裕福な湾岸アラブ諸国の首都、ドーハの小さなアパートで、アジュールくんの母親はゆっくりと彼に制服を着せ、学校に行く準備をさせる。彼に義肢を装着するには時間がかかる。
ロケット弾は、彼が12月に父親と母親と一緒にガザの家から歩いているときに命中した。
「私は地面に横たわっていて、何が当たったのかわからなかったし、腕を失ったことも知らなかった」とアジュールくんは言った。
彼はガザで麻酔の効かない手術を受け、痛みと腕のない状態で目覚めたと母親は語った。
多くの病院が破壊され、医師たちはしばしば麻酔薬や鎮痛剤なしで手術をしなければならないという。

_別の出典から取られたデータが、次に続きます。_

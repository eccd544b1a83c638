//! Whole-document snapshot and its structural invariants.

use crate::block::{Block, Column};
use crate::ids::{BlockId, ColumnId};
use serde::{Deserialize, Serialize};
use std::collections::HashSet;
use thiserror::Error;

/// Document-wide style defaults
#[derive(Debug, Clone, PartialEq, Serialize, Deserialize)]
#[serde(default, rename_all = "camelCase")]
pub struct GlobalStyle {
    pub font_family: String,
    pub background_color: String,
    pub primary_color: String,
    pub secondary_color: String,
    pub content_width: String,
}

impl Default for GlobalStyle {
    fn default() -> Self {
        Self {
            font_family: "Arial, Helvetica, sans-serif".to_string(),
            background_color: "#ffffff".to_string(),
            primary_color: "#2563eb".to_string(),
            secondary_color: "#64748b".to_string(),
            content_width: "600px".to_string(),
        }
    }
}

/// Partial update for [`GlobalStyle`]; `None` fields are left alone.
#[derive(Debug, Clone, Default, PartialEq, Serialize, Deserialize)]
#[serde(rename_all = "camelCase")]
pub struct GlobalStylePatch {
    #[serde(default, skip_serializing_if = "Option::is_none")]
    pub font_family: Option<String>,
    #[serde(default, skip_serializing_if = "Option::is_none")]
    pub background_color: Option<String>,
    #[serde(default, skip_serializing_if = "Option::is_none")]
    pub primary_color: Option<String>,
    #[serde(default, skip_serializing_if = "Option::is_none")]
    pub secondary_color: Option<String>,
    #[serde(default, skip_serializing_if = "Option::is_none")]
    pub content_width: Option<String>,
}

impl GlobalStylePatch {
    pub fn is_empty(&self) -> bool {
        self.font_family.is_none()
            && self.background_color.is_none()
            && self.primary_color.is_none()
            && self.secondary_color.is_none()
            && self.content_width.is_none()
    }
}

impl GlobalStyle {
    pub fn merged(&self, patch: &GlobalStylePatch) -> Self {
        let pick = |new: &Option<String>, old: &String| new.clone().unwrap_or_else(|| old.clone());

        Self {
            font_family: pick(&patch.font_family, &self.font_family),
            background_color: pick(&patch.background_color, &self.background_color),
            primary_color: pick(&patch.primary_color, &self.primary_color),
            secondary_color: pick(&patch.secondary_color, &self.secondary_color),
            content_width: pick(&patch.content_width, &self.content_width),
        }
    }
}

/// A broken structural invariant
#[derive(Error, Debug, Clone, PartialEq)]
pub enum InvariantViolation {
    #[error("Duplicate block id: {0}")]
    DuplicateBlockId(BlockId),

    #[error("Duplicate column id: {0}")]
    DuplicateColumnId(ColumnId),

    #[error("Column {column_id} contains columns block {block_id}")]
    NestedColumns {
        column_id: ColumnId,
        block_id: BlockId,
    },

    #[error("Selected block {0} does not exist")]
    DanglingSelection(BlockId),
}

/// The whole document
#[derive(Debug, Clone, Default, PartialEq, Serialize, Deserialize)]
#[serde(rename_all = "camelCase")]
pub struct EditorState {
    pub blocks: Vec<Block>,

    #[serde(default, skip_serializing_if = "Option::is_none")]
    pub selected_block_id: Option<BlockId>,

    #[serde(default)]
    pub global_style: GlobalStyle,
}

impl EditorState {
    pub fn new() -> Self {
        Self::default()
    }

    pub fn with_blocks(blocks: Vec<Block>) -> Self {
        Self {
            blocks,
            ..Self::default()
        }
    }

    pub fn with_global_style(mut self, global_style: GlobalStyle) -> Self {
        self.global_style = global_style;
        self
    }

    /// Every block, top level first then the contents of each column
    pub fn iter_blocks(&self) -> impl Iterator<Item = &Block> {
        self.blocks.iter().chain(self.iter_columns().flat_map(|c| c.blocks.iter()))
    }

    /// Every column of every `columns` block, in document order
    pub fn iter_columns(&self) -> impl Iterator<Item = &Column> {
        self.blocks
            .iter()
            .filter_map(|b| b.columns())
            .flat_map(|cols| cols.iter())
    }

    /// Total number of blocks, nested ones included
    pub fn block_count(&self) -> usize {
        self.iter_blocks().count()
    }

    pub fn find_block(&self, id: &BlockId) -> Option<&Block> {
        self.iter_blocks().find(|b| &b.id == id)
    }

    pub fn contains_block(&self, id: &BlockId) -> bool {
        self.find_block(id).is_some()
    }

    pub fn find_column(&self, id: &ColumnId) -> Option<&Column> {
        self.iter_columns().find(|c| &c.id == id)
    }

    /// Check all structural invariants, reporting the first violation
    pub fn check_invariants(&self) -> Result<(), InvariantViolation> {
        let mut block_ids = HashSet::new();
        for block in self.iter_blocks() {
            if !block_ids.insert(&block.id) {
                return Err(InvariantViolation::DuplicateBlockId(block.id.clone()));
            }
        }

        let mut column_ids = HashSet::new();
        for column in self.iter_columns() {
            if !column_ids.insert(&column.id) {
                return Err(InvariantViolation::DuplicateColumnId(column.id.clone()));
            }

            if let Some(nested) = column.blocks.iter().find(|b| b.is_columns()) {
                return Err(InvariantViolation::NestedColumns {
                    column_id: column.id.clone(),
                    block_id: nested.id.clone(),
                });
            }
        }

        if let Some(selected) = &self.selected_block_id {
            if !block_ids.contains(selected) {
                return Err(InvariantViolation::DanglingSelection(selected.clone()));
            }
        }

        Ok(())
    }
}

#[cfg(test)]
mod tests {
    use super::*;
    use crate::block::BlockContent;

    fn text(id: &str) -> Block {
        Block::new(id, BlockContent::Text { content: id.to_string() })
    }

    fn columns(id: &str, cols: Vec<Column>) -> Block {
        Block::new(id, BlockContent::Columns { columns: cols })
    }

    #[test]
    fn test_counts_nested_blocks() {
        let state = EditorState::with_blocks(vec![
            text("a"),
            columns(
                "cols",
                vec![
                    Column::new("c1", "50%").with_blocks(vec![text("b"), text("c")]),
                    Column::new("c2", "50%"),
                ],
            ),
        ]);

        assert_eq!(state.block_count(), 4);
        assert!(state.contains_block(&BlockId::new("c")));
        assert!(state.find_column(&ColumnId::new("c2")).is_some());
        assert!(state.check_invariants().is_ok());
    }

    #[test]
    fn test_detects_duplicate_ids_across_levels() {
        let state = EditorState::with_blocks(vec![
            text("a"),
            columns("cols", vec![Column::new("c1", "100%").with_blocks(vec![text("a")])]),
        ]);

        assert_eq!(
            state.check_invariants(),
            Err(InvariantViolation::DuplicateBlockId(BlockId::new("a")))
        );
    }

    #[test]
    fn test_detects_nested_columns() {
        let inner = columns("inner", vec![]);
        let state = EditorState::with_blocks(vec![columns(
            "outer",
            vec![Column::new("c1", "100%").with_blocks(vec![inner])],
        )]);

        assert!(matches!(
            state.check_invariants(),
            Err(InvariantViolation::NestedColumns { .. })
        ));
    }

    #[test]
    fn test_detects_dangling_selection() {
        let mut state = EditorState::with_blocks(vec![text("a")]);
        state.selected_block_id = Some(BlockId::new("ghost"));

        assert_eq!(
            state.check_invariants(),
            Err(InvariantViolation::DanglingSelection(BlockId::new("ghost")))
        );
    }

    #[test]
    fn test_global_style_patch_merges_only_set_fields() {
        let style = GlobalStyle::default();
        let patch = GlobalStylePatch {
            primary_color: Some("#ff0000".to_string()),
            ..Default::default()
        };

        let merged = style.merged(&patch);
        assert_eq!(merged.primary_color, "#ff0000");
        assert_eq!(merged.font_family, style.font_family);
        assert!(!patch.is_empty());
        assert!(GlobalStylePatch::default().is_empty());
    }
}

カタールは、イスラエルとハマスの停戦を仲介するため、米国やエジプトとともに、負傷したガザ住民を治療のために受け入れている。いまだに合意の兆しはない。
アジュールくんは、世界で最も人口密度の高い場所のひとつであったガザで、貧困と高い失業率が蔓延していたにもかかわらず、紛争前は活気に満ちていたガザを懐かしんでいる。

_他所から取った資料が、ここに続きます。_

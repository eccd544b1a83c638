//! # Block Factory
//!
//! The only place blocks come into existence. The palette hands over a kind
//! tag; the factory fills in defaults and assigns fresh ids.

use crate::block::{Block, BlockContent, BlockKind, Column, GalleryImage, SocialLink};
use crate::ids::{BlockId, ColumnId, IdGenerator, UuidGenerator};
use std::str::FromStr;

pub const DEFAULT_TEXT: &str = "Write your message here. Click to edit this text.";
pub const DEFAULT_COLUMN_WIDTH: &str = "50%";

/// Builds fully-populated default blocks
pub struct BlockFactory {
    ids: Box<dyn IdGenerator>,
}

impl std::fmt::Debug for BlockFactory {
    fn fmt(&self, f: &mut std::fmt::Formatter<'_>) -> std::fmt::Result {
        f.debug_struct("BlockFactory").finish_non_exhaustive()
    }
}

impl Default for BlockFactory {
    fn default() -> Self {
        Self::new(UuidGenerator)
    }
}

impl BlockFactory {
    pub fn new(ids: impl IdGenerator + 'static) -> Self {
        Self { ids: Box::new(ids) }
    }

    pub fn block_id(&mut self) -> BlockId {
        BlockId::new(self.ids.next_id())
    }

    pub fn column_id(&mut self) -> ColumnId {
        ColumnId::new(self.ids.next_id())
    }

    /// Create a block of `kind` with default content
    pub fn create(&mut self, kind: BlockKind) -> Block {
        let id = self.block_id();
        let content = match kind {
            BlockKind::Hero => BlockContent::Hero {
                title: "Your headline here".to_string(),
                subtitle: "A short line that tells readers why they should keep reading"
                    .to_string(),
                image_url: None,
                cta_text: "Learn more".to_string(),
                cta_url: "https://example.com".to_string(),
            },
            BlockKind::Text => BlockContent::Text {
                content: DEFAULT_TEXT.to_string(),
            },
            BlockKind::Image => BlockContent::Image {
                url: "https://placehold.co/600x300".to_string(),
                alt: "Image".to_string(),
                link: None,
            },
            BlockKind::Button => BlockContent::Button {
                label: "Click here".to_string(),
                url: "https://example.com".to_string(),
            },
            BlockKind::Divider => BlockContent::Divider {
                color: "#e5e7eb".to_string(),
                thickness: 1,
            },
            BlockKind::Spacer => BlockContent::Spacer { height: 24 },
            BlockKind::Columns => BlockContent::Columns {
                columns: vec![
                    Column::new(self.column_id(), DEFAULT_COLUMN_WIDTH),
                    Column::new(self.column_id(), DEFAULT_COLUMN_WIDTH),
                ],
            },
            BlockKind::Gallery => BlockContent::Gallery {
                images: (1..=3)
                    .map(|n| GalleryImage {
                        url: "https://placehold.co/200x200".to_string(),
                        alt: format!("Gallery image {}", n),
                    })
                    .collect(),
            },
            BlockKind::Social => BlockContent::Social {
                links: ["facebook", "twitter", "instagram"]
                    .iter()
                    .map(|platform| SocialLink {
                        platform: platform.to_string(),
                        url: format!("https://{}.com", platform),
                    })
                    .collect(),
            },
            BlockKind::Footer => BlockContent::Footer {
                content: "You are receiving this email because you subscribed to our newsletter."
                    .to_string(),
                unsubscribe_url: "https://example.com/unsubscribe".to_string(),
            },
        };

        Block::new(id, content)
    }

    /// Create a block from a raw palette tag.
    ///
    /// Unrecognized tags produce a `text` block naming the tag, the same
    /// permissive fallback renderers apply to unknown kinds.
    pub fn create_from_tag(&mut self, tag: &str) -> Block {
        match BlockKind::from_str(tag) {
            Ok(kind) => self.create(kind),
            Err(_) => Block::new(
                self.block_id(),
                BlockContent::Text {
                    content: format!("Unknown block type: {}", tag),
                },
            ),
        }
    }

    /// Deep copy with fresh ids for the block, its columns and their blocks
    pub fn duplicate(&mut self, block: &Block) -> Block {
        let mut copy = block.clone();
        copy.id = self.block_id();

        if let Some(columns) = copy.columns_mut() {
            for column in columns.iter_mut() {
                column.id = self.column_id();
                for nested in column.blocks.iter_mut() {
                    nested.id = self.block_id();
                }
            }
        }

        copy
    }
}
use super::{display_path, DocumentArg};
use anyhow::Result;
use clap::Args;
use colored::Colorize;
use mailcraft_model::{Block, EditorState};

#[derive(Debug, Args)]
pub struct ShowArgs {
    #[command(flatten)]
    pub target: DocumentArg,

    /// Print the document JSON instead of the outline
    #[arg(long)]
    pub json: bool,
}

pub fn show(args: ShowArgs, cwd: &str) -> Result<()> {
    let doc = args.target.open(cwd)?;

    if args.json {
        println!("{}", doc.session.to_saved_document().to_json()?);
        return Ok(());
    }

    let state = doc.session.state();
    println!(
        "{} {}",
        display_path(&doc.path, cwd).bright_white().bold(),
        format!("({} blocks)", state.block_count()).dimmed()
    );
    println!();
    print!("{}", outline(&state));

    Ok(())
}

/// Indented outline of the tree, one block per line
pub fn outline(state: &EditorState) -> String {
    let mut out = String::new();

    if state.blocks.is_empty() {
        out.push_str(&format!("  {}\n", "(empty)".dimmed()));
    }

    for block in &state.blocks {
        push_block(&mut out, block, 1);
        for column in block.columns().unwrap_or_default() {
            out.push_str(&format!(
                "    {} {} {}\n",
                "▸".dimmed(),
                column.id.as_str().yellow(),
                format!("({})", column.width).dimmed()
            ));
            for nested in &column.blocks {
                push_block(&mut out, nested, 3);
            }
        }
    }

    out
}

fn push_block(out: &mut String, block: &Block, depth: usize) {
    out.push_str(&format!(
        "{}{:<8} {}  {}\n",
        "  ".repeat(depth),
        block.kind().as_ref().cyan(),
        block.id.as_str().dimmed(),
        block.summary()
    ));
}
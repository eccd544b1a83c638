//! # Drag Interpreter
//!
//! Turns the drag lifecycle (start, over, end) into at most one semantic
//! edit request per gesture.
//!
//! ```text
//!            on_drag_start(source)
//!   Idle ─────────────────────────────▶ Dragging(source)
//!    ▲                                      │
//!    └──────────────────────────────────────┘
//!      on_drag_end(destination?) / cancel()
//! ```
//!
//! Hovering never touches the document; it only reports where the block
//! would land so the renderer can highlight it.

use crate::drop_targets::{DropTargets, Point};
use crate::errors::DragError;
use crate::location::Destination;
use crate::mutations::Mutation;
use mailcraft_model::{BlockId, BlockKind};
use serde::{Deserialize, Serialize};
use tracing::debug;

/// What is being dragged
#[derive(Debug, Clone, PartialEq, Eq, Serialize, Deserialize)]
#[serde(rename_all = "camelCase")]
pub enum DragSource {
    /// A new block of this kind, from the palette
    Palette(BlockKind),
    /// An existing block, picked up from the tree
    Tree(BlockId),
}

#[derive(Debug, Clone, Default, PartialEq, Eq)]
pub enum DragState {
    #[default]
    Idle,
    Dragging(DragSource),
}

/// The request a completed drag hands to the editor
#[derive(Debug, Clone, PartialEq, Eq)]
pub enum EditRequest {
    /// Create via the factory, insert at `destination`, select it
    InsertNew { kind: BlockKind, destination: Destination },
    /// Relocate an existing block; selection unchanged
    Move { block_id: BlockId, destination: Destination },
}

impl From<EditRequest> for Mutation {
    fn from(request: EditRequest) -> Self {
        match request {
            EditRequest::InsertNew { kind, destination } => {
                Mutation::InsertBlock { kind, destination }
            }
            EditRequest::Move { block_id, destination } => {
                Mutation::MoveBlock { block_id, destination }
            }
        }
    }
}

#[derive(Debug, Default)]
pub struct DragInterpreter {
    state: DragState,
}

impl DragInterpreter {
    pub fn new() -> Self {
        Self::default()
    }

    pub fn state(&self) -> &DragState {
        &self.state
    }

    pub fn is_dragging(&self) -> bool {
        matches!(self.state, DragState::Dragging(_))
    }

    /// Begin a drag session. A session already in progress is kept.
    pub fn on_drag_start(&mut self, source: DragSource) -> Result<(), DragError> {
        if self.is_dragging() {
            return Err(DragError::AlreadyDragging);
        }

        debug!(?source, "Drag started");
        self.state = DragState::Dragging(source);
        Ok(())
    }

    /// Where the dragged block would land if released at `pointer`
    pub fn on_drag_over(&self, pointer: Point, targets: &DropTargets) -> Option<Destination> {
        if !self.is_dragging() {
            return None;
        }
        targets.resolve(pointer)
    }

    /// Finish the session. Emits a request only when a destination was
    /// resolved; ending while idle does nothing.
    pub fn on_drag_end(&mut self, resolved: Option<Destination>) -> Option<EditRequest> {
        let DragState::Dragging(source) = std::mem::take(&mut self.state) else {
            return None;
        };

        let Some(destination) = resolved else {
            debug!(?source, "Drag released outside any target");
            return None;
        };

        let request = match source {
            DragSource::Palette(kind) => EditRequest::InsertNew { kind, destination },
            DragSource::Tree(block_id) => EditRequest::Move { block_id, destination },
        };
        debug!(?request, "Drag resolved");

        Some(request)
    }

    /// Finish the session at a pointer position, resolving the destination
    /// against the registered targets. `None` means the pointer left the
    /// editor entirely.
    pub fn on_drag_end_at(
        &mut self,
        pointer: Option<Point>,
        targets: &DropTargets,
    ) -> Option<EditRequest> {
        let resolved = pointer.and_then(|p| targets.resolve(p));
        self.on_drag_end(resolved)
    }

    /// Abandon the session without a request
    pub fn cancel(&mut self) {
        self.state = DragState::Idle;
    }
}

イスラエルの集計によれば、彼の家は、1,200人を殺害し、250人以上を人質にとったハマス主導の武装勢力による10月7日の攻撃によって引き起こされたイスラエルの攻撃で破壊された。
ガザ保健省によれば、この攻撃で少なくとも41,118人のパレスチナ人が死亡し、95,125人が負傷した。200万人近くが避難し、ガザは荒れ地と化した。イスラエルは、ハマス過激派が民間人の中に隠れていると非難し、民間人を標的にしていないと言うが、過激派はその主張を否定している。
「ガザが再び美しくなることを望んでいます」とアジュールくんは言う。
ドーハに昔からあるパレスチナ人学校では、クラスメートが書き物をしている間、彼はじっと座っている。
学校の心理学者のハニン・アル・サラマト氏は、彼をインスピレーションの源だと考えている。「彼は私たちに力を与えてくれます。彼は身体的な限界に自分を縛られることを拒否しています」
「私は何にでも挑戦し続けます。パイロットになり、友人とサッカーをするんだ」と。